:: Exercise material

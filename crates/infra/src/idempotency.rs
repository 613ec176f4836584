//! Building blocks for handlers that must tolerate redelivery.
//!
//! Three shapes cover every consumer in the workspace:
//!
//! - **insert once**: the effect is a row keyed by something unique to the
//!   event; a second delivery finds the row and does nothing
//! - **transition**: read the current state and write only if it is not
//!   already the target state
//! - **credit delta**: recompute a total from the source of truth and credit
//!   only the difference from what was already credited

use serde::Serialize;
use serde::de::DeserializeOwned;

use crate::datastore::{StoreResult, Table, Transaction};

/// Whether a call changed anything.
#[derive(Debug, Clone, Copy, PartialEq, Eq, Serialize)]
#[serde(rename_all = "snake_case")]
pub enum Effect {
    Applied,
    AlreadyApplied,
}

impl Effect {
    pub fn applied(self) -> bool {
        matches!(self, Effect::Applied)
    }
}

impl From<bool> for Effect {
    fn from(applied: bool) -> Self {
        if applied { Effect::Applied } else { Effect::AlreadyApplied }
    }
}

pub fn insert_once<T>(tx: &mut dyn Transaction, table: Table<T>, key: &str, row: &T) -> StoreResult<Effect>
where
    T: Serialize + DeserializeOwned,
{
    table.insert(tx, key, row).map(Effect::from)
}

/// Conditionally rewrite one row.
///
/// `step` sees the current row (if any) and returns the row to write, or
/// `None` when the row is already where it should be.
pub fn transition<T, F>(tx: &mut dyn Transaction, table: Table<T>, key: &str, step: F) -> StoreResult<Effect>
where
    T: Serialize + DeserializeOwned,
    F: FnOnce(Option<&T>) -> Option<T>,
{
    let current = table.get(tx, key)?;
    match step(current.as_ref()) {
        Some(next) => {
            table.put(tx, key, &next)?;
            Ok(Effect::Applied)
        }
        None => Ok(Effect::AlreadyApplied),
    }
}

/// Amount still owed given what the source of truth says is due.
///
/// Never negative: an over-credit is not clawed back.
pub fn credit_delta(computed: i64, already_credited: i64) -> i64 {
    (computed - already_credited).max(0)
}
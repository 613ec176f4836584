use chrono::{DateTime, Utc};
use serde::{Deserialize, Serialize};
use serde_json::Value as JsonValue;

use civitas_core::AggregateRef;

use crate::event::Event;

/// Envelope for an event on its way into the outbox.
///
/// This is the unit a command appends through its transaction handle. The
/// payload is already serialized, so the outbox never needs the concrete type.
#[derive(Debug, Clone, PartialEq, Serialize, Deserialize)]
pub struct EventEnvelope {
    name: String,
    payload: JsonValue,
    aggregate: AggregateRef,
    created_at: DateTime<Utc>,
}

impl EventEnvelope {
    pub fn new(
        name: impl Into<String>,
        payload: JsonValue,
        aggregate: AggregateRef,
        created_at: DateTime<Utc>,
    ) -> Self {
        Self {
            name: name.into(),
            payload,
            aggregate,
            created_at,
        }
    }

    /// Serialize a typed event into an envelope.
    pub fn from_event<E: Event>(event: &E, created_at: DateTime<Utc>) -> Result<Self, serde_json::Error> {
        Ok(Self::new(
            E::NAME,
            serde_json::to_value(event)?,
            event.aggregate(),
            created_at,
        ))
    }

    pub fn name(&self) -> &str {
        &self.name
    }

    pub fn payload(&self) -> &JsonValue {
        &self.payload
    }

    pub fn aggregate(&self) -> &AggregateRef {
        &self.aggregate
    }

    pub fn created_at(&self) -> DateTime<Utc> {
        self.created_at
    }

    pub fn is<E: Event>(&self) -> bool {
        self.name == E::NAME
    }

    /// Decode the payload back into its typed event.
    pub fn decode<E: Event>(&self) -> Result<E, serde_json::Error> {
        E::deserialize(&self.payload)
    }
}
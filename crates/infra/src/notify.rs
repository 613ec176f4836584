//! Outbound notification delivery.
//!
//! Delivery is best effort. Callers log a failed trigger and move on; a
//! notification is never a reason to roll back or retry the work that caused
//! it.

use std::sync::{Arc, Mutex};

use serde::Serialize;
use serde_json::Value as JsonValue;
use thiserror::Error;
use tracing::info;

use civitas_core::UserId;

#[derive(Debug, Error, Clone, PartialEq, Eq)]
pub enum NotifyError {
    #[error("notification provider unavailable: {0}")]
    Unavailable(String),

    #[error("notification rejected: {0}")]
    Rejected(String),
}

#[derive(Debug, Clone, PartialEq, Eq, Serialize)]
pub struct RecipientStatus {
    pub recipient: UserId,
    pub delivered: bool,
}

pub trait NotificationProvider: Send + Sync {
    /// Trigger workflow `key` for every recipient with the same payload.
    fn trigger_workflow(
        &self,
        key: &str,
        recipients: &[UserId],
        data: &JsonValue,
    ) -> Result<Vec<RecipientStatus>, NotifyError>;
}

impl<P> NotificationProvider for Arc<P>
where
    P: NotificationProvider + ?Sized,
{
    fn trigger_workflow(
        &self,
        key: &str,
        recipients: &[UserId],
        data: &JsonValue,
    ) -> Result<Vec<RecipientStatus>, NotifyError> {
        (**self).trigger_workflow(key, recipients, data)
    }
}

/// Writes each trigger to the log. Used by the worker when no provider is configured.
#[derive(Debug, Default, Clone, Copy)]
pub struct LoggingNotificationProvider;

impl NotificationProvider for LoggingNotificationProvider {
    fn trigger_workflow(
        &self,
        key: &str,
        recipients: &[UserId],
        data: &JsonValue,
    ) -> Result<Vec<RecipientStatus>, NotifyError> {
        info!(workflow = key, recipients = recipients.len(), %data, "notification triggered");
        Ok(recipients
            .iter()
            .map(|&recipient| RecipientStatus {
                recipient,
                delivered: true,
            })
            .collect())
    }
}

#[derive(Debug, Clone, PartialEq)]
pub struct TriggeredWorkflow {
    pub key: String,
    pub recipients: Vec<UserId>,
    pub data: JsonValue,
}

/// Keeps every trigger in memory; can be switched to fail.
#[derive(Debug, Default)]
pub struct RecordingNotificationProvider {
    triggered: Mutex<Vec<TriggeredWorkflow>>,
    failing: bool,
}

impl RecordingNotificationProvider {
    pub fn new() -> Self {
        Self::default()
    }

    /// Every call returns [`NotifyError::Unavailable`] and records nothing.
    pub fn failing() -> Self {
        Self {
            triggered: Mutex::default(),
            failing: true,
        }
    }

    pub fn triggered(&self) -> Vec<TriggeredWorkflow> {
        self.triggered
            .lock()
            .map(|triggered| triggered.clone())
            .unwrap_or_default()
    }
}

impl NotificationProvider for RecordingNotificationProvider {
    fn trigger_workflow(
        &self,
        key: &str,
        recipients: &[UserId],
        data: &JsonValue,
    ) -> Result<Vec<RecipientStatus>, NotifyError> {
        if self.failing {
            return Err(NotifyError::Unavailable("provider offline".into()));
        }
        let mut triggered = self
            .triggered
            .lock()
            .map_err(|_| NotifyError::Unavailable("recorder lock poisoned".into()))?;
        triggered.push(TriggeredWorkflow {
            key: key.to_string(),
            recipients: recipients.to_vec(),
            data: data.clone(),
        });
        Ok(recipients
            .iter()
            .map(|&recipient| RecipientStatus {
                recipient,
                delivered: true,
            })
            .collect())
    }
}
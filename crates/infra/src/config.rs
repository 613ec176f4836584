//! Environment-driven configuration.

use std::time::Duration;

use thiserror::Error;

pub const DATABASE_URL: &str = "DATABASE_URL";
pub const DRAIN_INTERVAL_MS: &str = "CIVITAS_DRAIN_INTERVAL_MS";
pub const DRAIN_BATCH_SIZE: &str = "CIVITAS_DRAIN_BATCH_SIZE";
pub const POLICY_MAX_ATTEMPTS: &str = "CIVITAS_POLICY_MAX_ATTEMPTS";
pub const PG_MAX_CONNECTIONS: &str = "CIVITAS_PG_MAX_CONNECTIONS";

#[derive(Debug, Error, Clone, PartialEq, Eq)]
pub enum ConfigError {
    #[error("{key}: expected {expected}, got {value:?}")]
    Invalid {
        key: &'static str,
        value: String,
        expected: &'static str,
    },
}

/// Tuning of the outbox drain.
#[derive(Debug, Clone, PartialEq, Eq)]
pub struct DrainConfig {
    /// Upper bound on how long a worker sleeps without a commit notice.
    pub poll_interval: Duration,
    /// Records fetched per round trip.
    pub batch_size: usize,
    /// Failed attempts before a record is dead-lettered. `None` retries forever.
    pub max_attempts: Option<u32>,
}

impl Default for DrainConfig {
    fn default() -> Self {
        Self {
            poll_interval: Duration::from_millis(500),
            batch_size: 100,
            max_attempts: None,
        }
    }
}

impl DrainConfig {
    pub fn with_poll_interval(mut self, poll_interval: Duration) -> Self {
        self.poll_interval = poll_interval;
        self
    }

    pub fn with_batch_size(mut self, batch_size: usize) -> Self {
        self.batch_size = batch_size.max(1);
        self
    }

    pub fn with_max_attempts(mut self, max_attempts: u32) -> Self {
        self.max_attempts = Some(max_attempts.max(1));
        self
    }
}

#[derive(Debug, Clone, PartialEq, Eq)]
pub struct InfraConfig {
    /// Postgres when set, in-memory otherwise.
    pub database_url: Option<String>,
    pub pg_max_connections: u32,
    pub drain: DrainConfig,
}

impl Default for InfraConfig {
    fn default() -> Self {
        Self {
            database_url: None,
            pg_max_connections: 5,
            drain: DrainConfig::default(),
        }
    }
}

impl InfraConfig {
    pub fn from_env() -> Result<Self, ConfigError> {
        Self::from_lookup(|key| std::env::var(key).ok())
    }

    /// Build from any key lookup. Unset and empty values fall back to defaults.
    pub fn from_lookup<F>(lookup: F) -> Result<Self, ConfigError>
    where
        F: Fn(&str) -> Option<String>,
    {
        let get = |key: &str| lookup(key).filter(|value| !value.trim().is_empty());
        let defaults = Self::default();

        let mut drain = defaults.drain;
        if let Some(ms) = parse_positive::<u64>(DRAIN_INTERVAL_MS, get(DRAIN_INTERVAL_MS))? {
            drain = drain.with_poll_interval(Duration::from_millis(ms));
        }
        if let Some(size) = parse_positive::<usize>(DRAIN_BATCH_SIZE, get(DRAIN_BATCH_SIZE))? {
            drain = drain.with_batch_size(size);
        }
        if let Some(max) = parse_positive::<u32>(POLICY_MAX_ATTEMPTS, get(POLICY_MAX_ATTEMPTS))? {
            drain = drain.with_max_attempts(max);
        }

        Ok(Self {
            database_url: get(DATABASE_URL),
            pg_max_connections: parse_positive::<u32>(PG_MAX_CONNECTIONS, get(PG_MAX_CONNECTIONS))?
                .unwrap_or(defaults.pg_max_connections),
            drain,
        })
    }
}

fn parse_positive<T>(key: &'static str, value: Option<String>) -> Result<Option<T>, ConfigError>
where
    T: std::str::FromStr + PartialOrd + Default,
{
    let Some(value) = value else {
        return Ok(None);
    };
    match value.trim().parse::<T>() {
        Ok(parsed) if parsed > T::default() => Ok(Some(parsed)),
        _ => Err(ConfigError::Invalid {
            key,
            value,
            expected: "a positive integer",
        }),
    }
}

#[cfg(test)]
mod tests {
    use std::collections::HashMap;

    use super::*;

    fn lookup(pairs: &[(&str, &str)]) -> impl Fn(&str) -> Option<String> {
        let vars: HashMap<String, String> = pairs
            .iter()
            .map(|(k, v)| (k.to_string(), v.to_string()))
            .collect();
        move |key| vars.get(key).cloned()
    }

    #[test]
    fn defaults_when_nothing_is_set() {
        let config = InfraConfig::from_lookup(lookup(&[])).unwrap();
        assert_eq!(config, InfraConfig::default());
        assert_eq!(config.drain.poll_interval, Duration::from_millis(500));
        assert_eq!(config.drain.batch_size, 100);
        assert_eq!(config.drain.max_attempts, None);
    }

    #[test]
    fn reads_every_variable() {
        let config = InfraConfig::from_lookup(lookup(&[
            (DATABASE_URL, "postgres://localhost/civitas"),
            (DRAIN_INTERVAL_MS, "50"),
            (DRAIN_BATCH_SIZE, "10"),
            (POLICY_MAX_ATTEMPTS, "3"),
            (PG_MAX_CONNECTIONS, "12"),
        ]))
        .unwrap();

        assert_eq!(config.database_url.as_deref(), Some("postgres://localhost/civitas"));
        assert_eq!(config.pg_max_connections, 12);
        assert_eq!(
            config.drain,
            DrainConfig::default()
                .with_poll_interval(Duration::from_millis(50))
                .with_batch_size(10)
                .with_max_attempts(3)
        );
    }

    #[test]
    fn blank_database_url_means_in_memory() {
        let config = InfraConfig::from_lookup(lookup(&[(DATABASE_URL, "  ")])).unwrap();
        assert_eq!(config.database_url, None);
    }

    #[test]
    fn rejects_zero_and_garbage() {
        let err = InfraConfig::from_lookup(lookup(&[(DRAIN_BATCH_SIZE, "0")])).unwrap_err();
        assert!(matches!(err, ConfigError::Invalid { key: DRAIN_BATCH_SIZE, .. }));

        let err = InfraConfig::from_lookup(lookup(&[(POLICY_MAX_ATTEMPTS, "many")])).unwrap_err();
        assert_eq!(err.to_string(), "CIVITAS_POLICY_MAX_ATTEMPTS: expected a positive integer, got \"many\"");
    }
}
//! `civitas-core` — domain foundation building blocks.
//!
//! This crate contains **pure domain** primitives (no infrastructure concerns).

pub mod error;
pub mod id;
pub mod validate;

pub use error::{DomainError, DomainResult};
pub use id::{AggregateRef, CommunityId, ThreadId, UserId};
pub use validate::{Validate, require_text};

::::

> _Task goal_
The lines from the top of the data above down to the line containing "impl From<bool> for" are to be copied exactly; no other line should appear.

> _Response area_
filename crates/infra/src/idempotency.rs
repository 613ec176f4836584
//! Building blocks for handlers that must tolerate redelivery.
//!
//! Three shapes cover every consumer in the workspace:
//!
//! - **insert once**: the effect is a row keyed by something unique to the
//!   event; a second delivery finds the row and does nothing
//! - **transition**: read the current state and write only if it is not
//!   already the target state
//! - **credit delta**: recompute a total from the source of truth and credit
//!   only the difference from what was already credited

use serde::Serialize;
use serde::de::DeserializeOwned;

use crate::datastore::{StoreResult, Table, Transaction};

/// Whether a call changed anything.
#[derive(Debug, Clone, Copy, PartialEq, Eq, Serialize)]
#[serde(rename_all = "snake_case")]
pub enum Effect {
    Applied,
    AlreadyApplied,
}

impl Effect {
    pub fn applied(self) -> bool {
        matches!(self, Effect::Applied)
    }
}

impl From<bool> for Effect {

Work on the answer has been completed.